_Problem statement:_
Where in the material does the word "RecordingProvider" appear? Copy each line that has it.

[[ Stored data open ]]

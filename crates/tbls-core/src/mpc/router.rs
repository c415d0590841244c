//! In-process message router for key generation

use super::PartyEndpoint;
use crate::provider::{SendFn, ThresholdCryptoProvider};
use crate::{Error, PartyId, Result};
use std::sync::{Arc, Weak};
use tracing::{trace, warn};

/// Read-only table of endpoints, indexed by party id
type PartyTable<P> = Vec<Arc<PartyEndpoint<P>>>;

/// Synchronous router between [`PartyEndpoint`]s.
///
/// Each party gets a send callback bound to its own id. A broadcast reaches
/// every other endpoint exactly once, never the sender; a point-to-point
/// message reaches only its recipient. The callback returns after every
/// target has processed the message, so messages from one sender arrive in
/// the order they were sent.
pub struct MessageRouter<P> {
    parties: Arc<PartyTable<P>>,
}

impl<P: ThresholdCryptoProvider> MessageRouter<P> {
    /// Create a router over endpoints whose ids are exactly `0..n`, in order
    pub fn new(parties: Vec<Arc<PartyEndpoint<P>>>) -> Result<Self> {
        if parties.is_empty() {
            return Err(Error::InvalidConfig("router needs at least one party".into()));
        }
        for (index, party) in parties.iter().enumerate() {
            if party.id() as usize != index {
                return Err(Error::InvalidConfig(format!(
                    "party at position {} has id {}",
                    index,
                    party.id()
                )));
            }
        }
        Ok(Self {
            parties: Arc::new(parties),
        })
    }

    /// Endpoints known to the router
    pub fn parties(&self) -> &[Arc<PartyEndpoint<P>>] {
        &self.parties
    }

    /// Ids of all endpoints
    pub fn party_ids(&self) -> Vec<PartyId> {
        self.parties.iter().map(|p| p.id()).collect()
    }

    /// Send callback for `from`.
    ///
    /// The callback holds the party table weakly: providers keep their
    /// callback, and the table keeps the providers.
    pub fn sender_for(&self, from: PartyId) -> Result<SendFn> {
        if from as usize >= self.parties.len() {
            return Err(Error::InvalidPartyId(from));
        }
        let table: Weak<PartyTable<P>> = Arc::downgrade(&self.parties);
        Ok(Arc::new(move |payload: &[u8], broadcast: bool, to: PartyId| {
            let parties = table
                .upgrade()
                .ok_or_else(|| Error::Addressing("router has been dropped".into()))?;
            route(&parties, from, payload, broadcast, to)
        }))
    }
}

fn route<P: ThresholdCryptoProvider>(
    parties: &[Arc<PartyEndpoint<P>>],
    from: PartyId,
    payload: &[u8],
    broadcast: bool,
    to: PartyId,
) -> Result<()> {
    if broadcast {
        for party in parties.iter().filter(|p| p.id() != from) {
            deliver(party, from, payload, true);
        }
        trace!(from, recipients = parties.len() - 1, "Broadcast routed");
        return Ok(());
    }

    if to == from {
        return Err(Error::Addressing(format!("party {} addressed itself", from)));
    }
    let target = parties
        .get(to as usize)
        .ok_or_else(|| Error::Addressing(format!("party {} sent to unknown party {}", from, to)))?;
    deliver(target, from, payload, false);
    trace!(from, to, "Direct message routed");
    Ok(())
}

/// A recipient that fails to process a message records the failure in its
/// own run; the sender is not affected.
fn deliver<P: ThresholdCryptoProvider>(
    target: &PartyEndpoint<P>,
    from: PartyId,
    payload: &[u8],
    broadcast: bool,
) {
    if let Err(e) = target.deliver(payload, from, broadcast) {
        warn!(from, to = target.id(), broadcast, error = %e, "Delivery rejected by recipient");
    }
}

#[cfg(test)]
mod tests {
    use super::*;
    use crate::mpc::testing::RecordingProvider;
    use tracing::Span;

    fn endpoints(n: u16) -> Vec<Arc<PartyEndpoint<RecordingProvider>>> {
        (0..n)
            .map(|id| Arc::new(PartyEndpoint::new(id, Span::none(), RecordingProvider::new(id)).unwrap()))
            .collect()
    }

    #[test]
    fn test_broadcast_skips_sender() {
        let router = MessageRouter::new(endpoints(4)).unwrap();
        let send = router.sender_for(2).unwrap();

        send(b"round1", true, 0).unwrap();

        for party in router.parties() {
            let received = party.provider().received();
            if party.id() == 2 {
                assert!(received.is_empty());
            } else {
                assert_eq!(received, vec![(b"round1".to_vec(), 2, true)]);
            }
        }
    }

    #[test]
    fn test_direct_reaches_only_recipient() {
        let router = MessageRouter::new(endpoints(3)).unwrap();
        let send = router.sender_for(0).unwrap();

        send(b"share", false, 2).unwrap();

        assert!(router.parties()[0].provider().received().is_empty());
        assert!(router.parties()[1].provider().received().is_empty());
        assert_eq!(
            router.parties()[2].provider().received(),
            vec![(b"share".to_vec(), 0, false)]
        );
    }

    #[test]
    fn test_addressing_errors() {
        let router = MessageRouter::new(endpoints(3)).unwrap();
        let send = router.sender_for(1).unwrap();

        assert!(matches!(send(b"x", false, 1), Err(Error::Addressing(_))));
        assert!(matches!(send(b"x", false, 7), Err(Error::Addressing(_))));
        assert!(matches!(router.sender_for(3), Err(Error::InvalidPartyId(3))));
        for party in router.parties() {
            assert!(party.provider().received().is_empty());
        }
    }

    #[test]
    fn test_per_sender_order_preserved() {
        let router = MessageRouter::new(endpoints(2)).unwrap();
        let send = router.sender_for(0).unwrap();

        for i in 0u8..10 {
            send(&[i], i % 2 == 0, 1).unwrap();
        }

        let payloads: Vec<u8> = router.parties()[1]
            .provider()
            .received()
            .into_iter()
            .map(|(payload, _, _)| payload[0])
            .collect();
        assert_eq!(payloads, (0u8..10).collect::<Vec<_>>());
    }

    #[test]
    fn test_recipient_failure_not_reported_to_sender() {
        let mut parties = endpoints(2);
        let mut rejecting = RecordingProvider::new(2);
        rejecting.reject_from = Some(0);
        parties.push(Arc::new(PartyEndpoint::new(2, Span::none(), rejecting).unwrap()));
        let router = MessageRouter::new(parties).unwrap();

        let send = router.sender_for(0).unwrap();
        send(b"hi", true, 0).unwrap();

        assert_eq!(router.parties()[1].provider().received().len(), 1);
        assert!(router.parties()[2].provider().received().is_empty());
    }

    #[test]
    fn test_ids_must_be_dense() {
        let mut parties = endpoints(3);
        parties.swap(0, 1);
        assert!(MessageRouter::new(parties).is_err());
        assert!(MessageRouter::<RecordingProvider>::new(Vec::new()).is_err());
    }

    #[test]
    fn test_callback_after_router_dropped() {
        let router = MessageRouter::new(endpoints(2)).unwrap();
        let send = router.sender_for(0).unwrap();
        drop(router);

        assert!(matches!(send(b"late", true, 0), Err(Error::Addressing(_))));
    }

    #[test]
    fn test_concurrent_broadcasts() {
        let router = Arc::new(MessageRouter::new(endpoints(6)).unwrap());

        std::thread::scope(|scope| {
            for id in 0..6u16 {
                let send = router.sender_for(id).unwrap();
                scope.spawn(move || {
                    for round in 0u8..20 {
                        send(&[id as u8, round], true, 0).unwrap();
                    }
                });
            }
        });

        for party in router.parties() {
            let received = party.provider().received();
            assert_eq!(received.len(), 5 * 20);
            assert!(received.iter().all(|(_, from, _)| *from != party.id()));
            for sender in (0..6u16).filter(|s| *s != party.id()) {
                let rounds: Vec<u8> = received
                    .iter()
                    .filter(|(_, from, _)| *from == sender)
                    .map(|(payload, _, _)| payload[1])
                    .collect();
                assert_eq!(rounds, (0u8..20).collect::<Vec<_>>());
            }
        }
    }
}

[[ Stored data closed ]]

_Answer to this task:_
    use crate::mpc::testing::RecordingProvider;
    fn endpoints(n: u16) -> Vec<Arc<PartyEndpoint<RecordingProvider>>> {
            .map(|id| Arc::new(PartyEndpoint::new(id, Span::none(), RecordingProvider::new(id)).unwrap()))
        let mut rejecting = RecordingProvider::new(2);
        assert!(MessageRouter::<RecordingProvider>::new(Vec::new()).is_err());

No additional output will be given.